__About this task__: Please output the data below exactly as given, starting at its first line and stopping after the line that contains "pub const SETTINGS_ENV: &str".

--- Data for this task Enclosed Below ---

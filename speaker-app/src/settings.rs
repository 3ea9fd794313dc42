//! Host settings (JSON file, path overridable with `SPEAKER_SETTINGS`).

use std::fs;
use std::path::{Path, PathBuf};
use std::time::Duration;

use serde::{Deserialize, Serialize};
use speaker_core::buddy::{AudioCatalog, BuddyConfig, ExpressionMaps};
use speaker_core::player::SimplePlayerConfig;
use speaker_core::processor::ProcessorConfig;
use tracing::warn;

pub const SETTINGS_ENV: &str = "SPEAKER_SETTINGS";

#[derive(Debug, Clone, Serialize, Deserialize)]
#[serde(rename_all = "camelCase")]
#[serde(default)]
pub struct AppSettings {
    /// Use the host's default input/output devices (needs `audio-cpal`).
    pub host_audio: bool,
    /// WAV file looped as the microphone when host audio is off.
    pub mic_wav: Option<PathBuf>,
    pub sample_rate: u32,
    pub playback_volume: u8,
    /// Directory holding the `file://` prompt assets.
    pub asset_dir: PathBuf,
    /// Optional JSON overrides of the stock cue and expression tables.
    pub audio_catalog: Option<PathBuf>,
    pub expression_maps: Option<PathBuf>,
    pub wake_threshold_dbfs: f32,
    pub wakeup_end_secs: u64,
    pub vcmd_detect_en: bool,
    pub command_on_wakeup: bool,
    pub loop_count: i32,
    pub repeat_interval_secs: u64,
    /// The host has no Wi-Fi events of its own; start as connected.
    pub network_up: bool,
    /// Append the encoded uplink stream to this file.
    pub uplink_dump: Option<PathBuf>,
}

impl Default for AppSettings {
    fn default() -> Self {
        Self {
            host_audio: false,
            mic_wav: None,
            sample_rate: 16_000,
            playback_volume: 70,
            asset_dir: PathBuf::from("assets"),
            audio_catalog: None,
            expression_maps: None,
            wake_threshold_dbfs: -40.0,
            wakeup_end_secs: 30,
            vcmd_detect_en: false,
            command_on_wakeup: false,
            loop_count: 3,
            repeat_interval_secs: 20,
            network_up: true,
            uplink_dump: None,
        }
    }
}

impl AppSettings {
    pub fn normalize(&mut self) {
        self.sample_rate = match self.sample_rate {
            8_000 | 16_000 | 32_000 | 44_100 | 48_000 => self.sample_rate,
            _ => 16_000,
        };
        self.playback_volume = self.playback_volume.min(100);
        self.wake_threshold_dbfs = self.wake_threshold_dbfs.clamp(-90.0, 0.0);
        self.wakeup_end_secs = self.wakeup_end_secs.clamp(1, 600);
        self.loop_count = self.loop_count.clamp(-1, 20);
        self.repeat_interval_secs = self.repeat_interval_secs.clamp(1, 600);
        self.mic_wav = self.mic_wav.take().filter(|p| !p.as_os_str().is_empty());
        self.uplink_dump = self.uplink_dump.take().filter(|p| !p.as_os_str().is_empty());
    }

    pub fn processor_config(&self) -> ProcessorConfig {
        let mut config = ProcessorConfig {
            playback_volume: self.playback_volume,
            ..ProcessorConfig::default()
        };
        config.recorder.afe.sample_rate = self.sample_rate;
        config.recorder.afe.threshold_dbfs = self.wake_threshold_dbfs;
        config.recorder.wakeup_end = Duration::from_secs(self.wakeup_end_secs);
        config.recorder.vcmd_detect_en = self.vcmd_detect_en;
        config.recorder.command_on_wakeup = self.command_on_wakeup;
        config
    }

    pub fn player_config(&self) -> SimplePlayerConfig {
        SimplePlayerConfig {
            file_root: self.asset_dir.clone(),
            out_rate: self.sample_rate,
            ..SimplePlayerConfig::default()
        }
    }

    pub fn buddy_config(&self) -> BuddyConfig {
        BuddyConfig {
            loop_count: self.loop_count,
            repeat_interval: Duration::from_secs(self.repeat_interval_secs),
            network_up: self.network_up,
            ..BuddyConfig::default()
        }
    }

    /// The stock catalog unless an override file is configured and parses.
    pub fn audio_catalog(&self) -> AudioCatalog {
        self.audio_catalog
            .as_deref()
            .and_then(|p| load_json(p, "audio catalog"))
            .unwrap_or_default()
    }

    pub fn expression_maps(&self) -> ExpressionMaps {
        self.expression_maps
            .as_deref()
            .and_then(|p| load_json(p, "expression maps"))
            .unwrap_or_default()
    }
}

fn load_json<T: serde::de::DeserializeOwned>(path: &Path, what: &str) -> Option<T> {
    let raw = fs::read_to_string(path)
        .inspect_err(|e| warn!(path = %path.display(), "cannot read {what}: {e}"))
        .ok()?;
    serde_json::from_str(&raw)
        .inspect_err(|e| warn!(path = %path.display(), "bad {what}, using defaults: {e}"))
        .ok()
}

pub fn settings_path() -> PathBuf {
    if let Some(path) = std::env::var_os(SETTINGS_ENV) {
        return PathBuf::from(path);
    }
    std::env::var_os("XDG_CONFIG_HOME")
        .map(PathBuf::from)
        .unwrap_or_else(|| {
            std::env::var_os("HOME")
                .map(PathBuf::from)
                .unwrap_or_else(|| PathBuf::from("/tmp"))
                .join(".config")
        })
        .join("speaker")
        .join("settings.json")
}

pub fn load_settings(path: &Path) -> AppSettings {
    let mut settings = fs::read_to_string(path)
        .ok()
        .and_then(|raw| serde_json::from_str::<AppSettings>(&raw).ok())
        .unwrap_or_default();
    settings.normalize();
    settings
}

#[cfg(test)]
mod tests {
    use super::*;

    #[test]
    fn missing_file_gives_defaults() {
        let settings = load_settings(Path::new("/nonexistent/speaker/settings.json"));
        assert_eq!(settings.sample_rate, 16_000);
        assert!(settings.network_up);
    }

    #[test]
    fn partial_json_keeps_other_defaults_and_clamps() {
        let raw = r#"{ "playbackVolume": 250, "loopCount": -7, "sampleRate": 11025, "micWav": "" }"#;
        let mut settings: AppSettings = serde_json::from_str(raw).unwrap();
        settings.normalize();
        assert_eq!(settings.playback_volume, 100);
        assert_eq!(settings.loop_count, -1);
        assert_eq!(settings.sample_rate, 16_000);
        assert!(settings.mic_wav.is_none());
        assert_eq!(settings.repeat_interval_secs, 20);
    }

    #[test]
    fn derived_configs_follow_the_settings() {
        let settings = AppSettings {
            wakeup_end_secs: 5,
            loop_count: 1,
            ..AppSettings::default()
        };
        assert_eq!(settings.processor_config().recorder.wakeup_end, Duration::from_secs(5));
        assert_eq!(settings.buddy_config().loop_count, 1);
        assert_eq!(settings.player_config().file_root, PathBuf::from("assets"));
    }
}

--- End of Enclosed Data for this task ---

__Task answer__:
filename speaker-app/src/settings.rs
repository 3ea9fd794313dc42
//! Host settings (JSON file, path overridable with `SPEAKER_SETTINGS`).

use std::fs;
use std::path::{Path, PathBuf};
use std::time::Duration;

use serde::{Deserialize, Serialize};
use speaker_core::buddy::{AudioCatalog, BuddyConfig, ExpressionMaps};
use speaker_core::player::SimplePlayerConfig;
use speaker_core::processor::ProcessorConfig;
use tracing::warn;

pub const SETTINGS_ENV: &str = "SPEAKER_SETTINGS";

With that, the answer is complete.